In vitro and in vivo evaluation of antibacterial activity of polyhexamethylene guanidine (PHMG)-loaded TiO2 nanotubes

Abstract

Artificial joint replacement is an effective surgical method for treating end-stage degenerative joint diseases, but peripheral bacterial infection of prosthesis can compromise the effect of the surgery. Herein, antibacterial effects of titanium dioxide nanotubes (TNTs) coated with polyhexamethylene guanidine (PHMG) were examined via in vitro and in vivo experiments. TNTs with a pore diameter 46.4 ± 5.9 nm and length of 300–500 nm for the slice and 650–800 nm for the rod were fabricated by anodization. Then, 3.46 ± 0.40 mg and 1.27 ± 0.28 mg of PHMG were coated onto the TNT slice and rod, respectively. In vitro studies of the release of PHMG showed that the antibacterial agent was released in two stages: initial burst release and relatively slow release. In vitro and in vivo antibacterial studies showed that the PHMG-loaded TNTs (PHMG-TNTs) had excellent antibacterial abilities to prevent bacterial infections. Clinical pathological analysis of rabbit femurs indicated that the implanted PHMG-TNTs had no apparent pathological changes.

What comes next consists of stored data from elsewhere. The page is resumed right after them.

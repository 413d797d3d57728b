//! Builder for [`JobManager`].

use std::sync::Arc;
use std::time::Duration;

use crate::config::JobManagerConfig;
use crate::core::error::{JobError, Result};
use crate::core::listener::JobChangeListener;
use crate::core::report::{FailureReporter, TracingReporter};
use crate::lock::{LockManager, VictimPolicy};
use crate::manager::JobManager;

/// Assembles a [`JobManager`] from a configuration, a failure reporter,
/// listeners and a lock manager.
///
/// ```no_run
/// use std::time::Duration;
/// use prometheus_jobs::JobManagerBuilder;
///
/// let manager = JobManagerBuilder::new()
///     .with_max_workers(4)
///     .with_idle_timeout(Duration::from_secs(30))
///     .build()?;
/// # Ok::<(), prometheus_jobs::JobError>(())
/// ```
#[derive(Default)]
pub struct JobManagerBuilder {
    config: JobManagerConfig,
    reporter: Option<Arc<dyn FailureReporter>>,
    listeners: Vec<Arc<dyn JobChangeListener>>,
    policy: Option<Box<dyn VictimPolicy>>,
    locks: Option<Arc<LockManager>>,
}

impl JobManagerBuilder {
    /// Start from the default configuration.
    #[must_use]
    pub fn new() -> Self {
        Self::default()
    }

    /// Replace the whole configuration.
    #[must_use]
    pub fn with_config(mut self, config: JobManagerConfig) -> Self {
        self.config = config;
        self
    }

    /// Workers kept alive while idle.
    #[must_use]
    pub fn with_min_workers(mut self, count: usize) -> Self {
        self.config = self.config.with_min_workers(count);
        self
    }

    /// Cap on concurrently active workers.
    #[must_use]
    pub fn with_max_workers(mut self, count: usize) -> Self {
        self.config = self.config.with_max_workers(count);
        self
    }

    /// How long an idle worker above the minimum lingers.
    #[must_use]
    pub fn with_idle_timeout(mut self, timeout: Duration) -> Self {
        self.config = self.config.with_idle_timeout(timeout);
        self
    }

    /// Where job failures go. Defaults to [`TracingReporter`].
    #[must_use]
    pub fn with_reporter(mut self, reporter: Arc<dyn FailureReporter>) -> Self {
        self.reporter = Some(reporter);
        self
    }

    /// Register a listener before any job is scheduled.
    #[must_use]
    pub fn with_listener(mut self, listener: Arc<dyn JobChangeListener>) -> Self {
        self.listeners.push(listener);
        self
    }

    /// Victim policy for a lock manager created by this builder.
    #[must_use]
    pub fn with_victim_policy(mut self, policy: impl VictimPolicy + 'static) -> Self {
        self.policy = Some(Box::new(policy));
        self
    }

    /// Share an existing lock manager instead of creating one.
    #[must_use]
    pub fn with_lock_manager(mut self, locks: Arc<LockManager>) -> Self {
        self.locks = Some(locks);
        self
    }

    /// Validate the configuration and create the manager.
    ///
    /// # Errors
    /// [`JobError::InvalidConfig`] for an invalid configuration, or when a
    /// victim policy is combined with a shared lock manager.
    pub fn build(self) -> Result<JobManager> {
        let locks = match (self.locks, self.policy) {
            (Some(_), Some(_)) => {
                return Err(JobError::InvalidConfig(
                    "a victim policy cannot be applied to a shared lock manager".to_string(),
                ))
            }
            (Some(locks), None) => locks,
            (None, Some(policy)) => Arc::new(LockManager::with_boxed_policy(policy)),
            (None, None) => Arc::new(LockManager::new()),
        };
        let reporter = self
            .reporter
            .unwrap_or_else(|| Arc::new(TracingReporter));
        JobManager::from_parts(self.config, locks, reporter, self.listeners)
    }
}

impl std::fmt::Debug for JobManagerBuilder {
    fn fmt(&self, f: &mut std::fmt::Formatter<'_>) -> std::fmt::Result {
        f.debug_struct("JobManagerBuilder")
            .field("config", &self.config)
            .field("listeners", &self.listeners.len())
            .field("policy", &self.policy)
            .field("shared_locks", &self.locks.is_some())
            .finish_non_exhaustive()
    }
}
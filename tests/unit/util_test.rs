//! Tests for utility functions

use prometheus_jobs::util::now_ms;
use prometheus_jobs::{JobProgress, Priority};

#[test]
fn test_now_ms_is_monotonic_enough() {
    let first = now_ms();
    let second = now_ms();
    assert!(second >= first);
}

#[test]
fn test_progress_fraction() {
    let unknown = JobProgress::default();
    assert_eq!(unknown.fraction(), None);
    let half = JobProgress { total: 10, done: 5 };
    assert_eq!(half.fraction(), Some(0.5));
}

#[test]
fn test_priority_serde() {
    let json = serde_json::to_string(&Priority::Interactive).unwrap();
    let back: Priority = serde_json::from_str(&json).unwrap();
    assert_eq!(back, Priority::Interactive);
}
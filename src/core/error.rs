//! Error types for job scheduling and lock operations.

use thiserror::Error;

use crate::job::{JobId, JobState};

/// Misuse of the scheduling API, signaled synchronously to the caller.
#[derive(Debug, Clone, PartialEq, Eq, Error)]
pub enum ProgrammingError {
    /// `end_rule` was called with a rule other than the innermost begun rule.
    #[error("end_rule({ended}) does not match the innermost begun rule {expected}")]
    RuleMismatch {
        /// Rule passed to `end_rule`.
        ended: String,
        /// Innermost rule actually begun on this thread.
        expected: String,
    },
    /// `end_rule` was called on a thread with no begun rule.
    #[error("end_rule({0}) called without a matching begin_rule")]
    RuleNotBegun(String),
    /// `end_rule` tried to end the rule owned by the running job itself.
    #[error("end_rule({rule}) would end the scheduling rule of running job {job}")]
    JobRuleEnded {
        /// The job rule.
        rule: String,
        /// The running job.
        job: JobId,
    },
    /// A lock was released by a thread that does not hold it.
    #[error("lock {0} released by a thread that does not hold it")]
    LockNotHeld(String),
    /// A job was scheduled while active or after reaching a terminal state.
    #[error("job {id} cannot be scheduled in state {state:?}")]
    NotSchedulable {
        /// The job.
        id: JobId,
        /// Its state at the time of the call.
        state: JobState,
    },
    /// A job was joined or queried before ever being scheduled.
    #[error("job {0} has not been scheduled")]
    NotScheduled(JobId),
    /// A job tried to join itself.
    #[error("job {0} cannot join itself")]
    JoinSelf(JobId),
    /// A job was handed to a manager other than the one it was scheduled on.
    #[error("job {0} belongs to a different job manager")]
    ForeignJob(JobId),
    /// A job yielded while still holding nested begun rules.
    #[error("job {job} yielded while holding nested rule {rule}")]
    YieldWithNestedRule {
        /// The yielding job.
        job: JobId,
        /// Innermost nested rule still begun.
        rule: String,
    },
    /// A job finished while still holding rules or locks it acquired.
    #[error("job {job} finished while still holding {resource}")]
    LeakedResource {
        /// The finished job.
        job: JobId,
        /// Description of the leaked rule or lock.
        resource: String,
    },
}

/// Errors produced by the job manager, worker pool and lock manager.
#[derive(Debug, Error)]
pub enum JobError {
    /// The API was misused.
    #[error("programming error: {0}")]
    Programming(#[from] ProgrammingError),
    /// The calling thread was chosen as the victim of a lock cycle.
    #[error("deadlock detected while acquiring {resource}")]
    Deadlock {
        /// Resource the victim was waiting for.
        resource: String,
    },
    /// The operation observed a cancellation request.
    #[error("operation cancelled")]
    Cancelled,
    /// A bounded wait elapsed.
    #[error("operation timed out")]
    Timeout,
    /// The job manager has been shut down.
    #[error("job manager has been shut down")]
    ShutDown,
    /// Configuration validation failed.
    #[error("invalid configuration: {0}")]
    InvalidConfig(String),
}

impl JobError {
    /// True when `err` carries a [`JobError::Cancelled`], the cooperative
    /// cancellation signal a job body returns from `check_cancelled()?`.
    #[must_use]
    pub fn is_cancellation(err: &anyhow::Error) -> bool {
        matches!(err.downcast_ref::<Self>(), Some(Self::Cancelled))
    }
}

/// Result alias for job manager operations.
pub type Result<T> = std::result::Result<T, JobError>;

/// Application-facing result using anyhow for higher-level contexts.
pub type AppResult<T> = std::result::Result<T, anyhow::Error>;
//! Tests for scheduling rules

use std::sync::Arc;

use prometheus_jobs::core::rule::{conflicts, contains};
use prometheus_jobs::{IdentityRule, MultiRule, PathRule, RuleRef};

#[test]
fn test_path_rule_hierarchy() {
    let root = PathRule::shared("/");
    let project = PathRule::shared("/project");
    let src = PathRule::shared("/project/src");
    let other = PathRule::shared("/other");

    assert!(contains(root.as_ref(), src.as_ref()));
    assert!(contains(project.as_ref(), src.as_ref()));
    assert!(!contains(src.as_ref(), project.as_ref()));
    assert!(conflicts(src.as_ref(), project.as_ref()));
    assert!(conflicts(project.as_ref(), src.as_ref()));
    assert!(!conflicts(project.as_ref(), other.as_ref()));
}

#[test]
fn test_identity_rule_conflicts_only_with_itself() {
    let a = IdentityRule::shared("a");
    let twin = IdentityRule::shared("a");
    assert!(conflicts(a.as_ref(), a.as_ref()));
    assert!(!conflicts(a.as_ref(), twin.as_ref()));
    assert!(!conflicts(a.as_ref(), PathRule::shared("/a").as_ref()));
}

#[test]
fn test_multi_rule_conflicts_through_children() {
    let multi: RuleRef = Arc::new(MultiRule::new([
        PathRule::shared("/a"),
        PathRule::shared("/b"),
    ]));
    assert!(conflicts(multi.as_ref(), PathRule::shared("/b/c").as_ref()));
    assert!(conflicts(PathRule::shared("/a").as_ref(), multi.as_ref()));
    assert!(!conflicts(multi.as_ref(), PathRule::shared("/c").as_ref()));
}

#[test]
fn test_combine_optional_rules() {
    let a = PathRule::shared("/a");
    let sub = PathRule::shared("/a/x");
    let b = PathRule::shared("/b");

    assert!(MultiRule::combine(None, None).is_none());
    let only = MultiRule::combine(Some(Arc::clone(&a)), None).unwrap();
    assert!(Arc::ptr_eq(&only, &a));
    let container = MultiRule::combine(Some(Arc::clone(&sub)), Some(Arc::clone(&a))).unwrap();
    assert!(Arc::ptr_eq(&container, &a));

    let both = MultiRule::combine(Some(Arc::clone(&a)), Some(Arc::clone(&b))).unwrap();
    assert!(contains(both.as_ref(), a.as_ref()));
    assert!(contains(both.as_ref(), b.as_ref()));
}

Real-time quantitative reverse transcription polymerase chain reaction analysis of the femur tissues around the implants showed that the expression of osteogenic-related genes, including runt-related transcription factor 2, osteocalcin, alkaline phosphatase, bone sialoprotein, bone morphogenetic protein 2 and vascular endothelial growth factor A, was significantly upregulated in the PHMG-TNT implanted group as compared to the other groups. Overall, these findings provide a promising approach for the fabrication of antibacterial and bone biocompatible titanium-based implants in orthopedics.